Aléria, capitale romaine de la Corse
Ce ne fut pas sans mal que la Corse fut conquise. Des siècles de guerre, la perte des deux tiers de sa population s’achevèrent dans la Pax Romana du deuxième siècle avant JC, jusqu’à la fin de l’Empire romain. La Core devint une colonie de peuplement pour les vétérans des légions romaines. Elle y gagna sa langue, des ports, des villes et des routes. La Corse connut une certaine prospérité, exportant vers Rome, blé, huile d’olive, vin, huitres.
Mais cela ne doit pas faire illusion car voici comment Strabo l’historien-géographe, du premier siècle avant JC, décrit la Corse et les Corses : « L’île de Cyrnos est connue des Romains sous le nom de Corsica. La vie y est partout misérable, la terre n’est que rocs, la plus grande partie du pays totalement impénétrable. Aussi les bandits qui occupent ces montagnes et vivent de rapines sont-ils plus sauvages que des bêtes fauves. Parfois les généraux romains y font des incursions, et après les avoir vaincus ramènent de très nombreux esclaves, et Rome voit alors avec stupéfaction à quel point ils tiennent du fauve et de la bête d’élevage. En effet, ils se laissent mourir par dégoût de la vie, ou excèdent à tel point leur propriétaire par leur apathie et leur insensibilité qu’ils lui font regretter son achat, si peu qu’il ait dépensé. Il y a cependant certaines portions de l’île qui sont, à la rigueur, habitables… »
La chute de l’Empire romain fut aussi catastrophique pour la Corse et les Corses que pour le reste des populations et des territoires européens. Vandales, Goths, Ostrogoths et Lombards firent des incursions semant troubles et désordres dans une île bien tourmentée.
Corse féodale
En 774, Charlemagne, devenu roi des Lombards cède la Corse à la papauté. Mais pour plus de deux siècles, la Corse “pontificale” est victime des razzia des barbaresques et des Sarrasins mais aussi victimes des luttes entre le pape et l’empereur.
Vers les Xe et XIe siècle, s’installe un début de féodalité, alors que l’Eglise y crée un certain nombre de diocèses et organise un maillage religieux, les Pieve, que l’on retrouvera jusqu’en 1789. Le partage de souveraineté sur la Corse est encore incertain.
Pise et Gênes, avec l’accord du pape, se la partagent avec toutefois une tentative du roi d’Aragon d’en devenir maître. Tentative qui se renouvellera au XVème siècle avec Alphonse d’Aragon, roi de Naples
Alphonse V d’Aragon, roi de Naples dit Le Magnanime
Mais à partir de 1284, l’éviction de Pise fera de Gênes le seul souverain de la Corse, ce qui est constaté en 1347.
Eglise pisane, Saint-Michel de Murato
Cela ne fut malgré tout pas le début d’une période de calme.
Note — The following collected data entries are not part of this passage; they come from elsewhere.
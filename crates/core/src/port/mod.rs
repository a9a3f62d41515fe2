// Port Layer - Interfaces for external dependencies

pub mod clock;

// Re-exports
pub use clock::{Clock, SystemClock};
// Proleptic Gregorian calendar rules

pub const MIN_YEAR: i32 = 1;
pub const MAX_YEAR: i32 = 9999;

const DAYS_IN_MONTH: [u32; 12] = [31, 28, 31, 30, 31, 30, 31, 31, 30, 31, 30, 31];

const MONTH_NAMES: [&str; 12] = [
    "January",
    "February",
    "March",
    "April",
    "May",
    "June",
    "July",
    "August",
    "September",
    "October",
    "November",
    "December",
];

// Indexed from Monday, matching chrono::Weekday::num_days_from_monday
const WEEKDAY_NAMES: [&str; 7] = [
    "Monday",
    "Tuesday",
    "Wednesday",
    "Thursday",
    "Friday",
    "Saturday",
    "Sunday",
];

/// Divisible by 4 and (not by 100, or by 400)
pub fn is_leap_year(year: i32) -> bool {
    year % 4 == 0 && (year % 100 != 0 || year % 400 == 0)
}

/// Number of days in `month` of `year`, `None` when month is outside 1..=12
pub fn days_in_month(year: i32, month: u32) -> Option<u32> {
    let index = month.checked_sub(1)? as usize;
    let days = *DAYS_IN_MONTH.get(index)?;
    if month == 2 && is_leap_year(year) {
        Some(days + 1)
    } else {
        Some(days)
    }
}

/// Full English month name; `month` must be in 1..=12
pub(crate) fn month_name(month: u32) -> &'static str {
    MONTH_NAMES[(month - 1) as usize]
}

/// Three-letter month abbreviation
pub(crate) fn month_abbrev(month: u32) -> &'static str {
    &month_name(month)[..3]
}

pub(crate) fn weekday_name(weekday: chrono::Weekday) -> &'static str {
    WEEKDAY_NAMES[weekday.num_days_from_monday() as usize]
}

pub(crate) fn weekday_abbrev(weekday: chrono::Weekday) -> &'static str {
    &weekday_name(weekday)[..3]
}
fn parse(template: &str) -> Result<Vec<Item<'_>>> {
    let invalid = || DateTimeError::InvalidFormat {
        template: template.to_string(),
    };

    let mut items = Vec::new();
    let mut literal_start = 0;
    let mut chars = template.char_indices();

    while let Some((pos, c)) = chars.next() {
        if c != '%' {
            continue;
        }
        if literal_start < pos {
            items.push(Item::Literal(&template[literal_start..pos]));
        }
        let (mut next_pos, mut spec_char) = chars.next().ok_or_else(invalid)?;
        let spec = if matches!(spec_char, 'E' | 'O') {
            let modifier = spec_char;
            (next_pos, spec_char) = chars.next().ok_or_else(invalid)?;
            Spec::from_modified(modifier, spec_char)
        } else {
            Spec::from_char(spec_char)
        };
        items.push(Item::Spec(spec.ok_or_else(invalid)?));
        literal_start = next_pos + spec_char.len_utf8();
    }

    if literal_start < template.len() {
        items.push(Item::Literal(&template[literal_start..]));
    }
    Ok(items)
}
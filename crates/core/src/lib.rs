// Tempora Core - UTC date-time value type
// NO I/O beyond a clock read: validation, calendar math and rendering only

pub mod domain;
pub mod error;
pub mod port;

pub use domain::{Formatted, UtcDateTime, GENERIC_FORMAT};
pub use error::{DateTimeError, ErrorKind, Field, Result};

pub const VERSION: &str = env!("CARGO_PKG_VERSION");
Les féodaux corses se disputent des territoires et s’allient parfois avec Gênes et parfois contre Gênes. Quelques noms, les da Mare, les Avogari de Gentile, les della Rocca, les d’Istria.
En 1358, la Corse connait une mutation sociale et politique importante. Une révolte populaire et chasse de leurs fiefs les seigneurs, remplacés par des Caporali. Tous les châteaux sont démolis, à part 6 dont ceux de Nonza et San Colombano. Le peuple s’administre et les communes émancipées s’unissent en une confédération de la Terra del Commune, opposée au Cap Corse et à la Terra dei Signori, dans le sud.
C’est le début de la conscience du droit que le peuple peut avoir à exercer la souveraineté, assimilable aux mouvements des communes et des villes libres partout en Europe à la même période.
La féodalité s’épuise aussi dans des luttes entre grands seigneurs, dont aucun n’arrive à s’imposer aux autres, comme cela s’est fait dans d’autres pays. Hugues Capet finit par s’imposer, comme roi, aux autres grands seigneurs. Et pour huit siècles, personne, ou presque, ne contesta sa puissance souveraine.
Quand d’autres connaissaient les bienfaits de la monarchie, la Corse s’enfonçait dans l’anarchie.
Corse Génoise
En 1383, Bastia est fondée par Gênes.
Palais du gouverneur génois à Bastia
Tout le territoire sur lequel elle s’appuie dans un triangle dont les pointes sont Brando, au nord à 10kms, Aleria au sud à 40km et Corte à l’ouest à 50 km devient proprement génois.
Fort génois d’Aléria
Ajaccio, elle, était beaucoup plus ancienne, de date immémoriale, probablement fondée au premier siècle de notre ère. En 1453, Gênes cède l’administration de la Corse à l’Office de Saint-Georges, institut financier fondé à Gênes en 1407, une de premières banques au monde, liée à la puissance maritime et commerciale de la Sérénissime. Cette cession se fait à la demande des Corses et avec l’accord du pape.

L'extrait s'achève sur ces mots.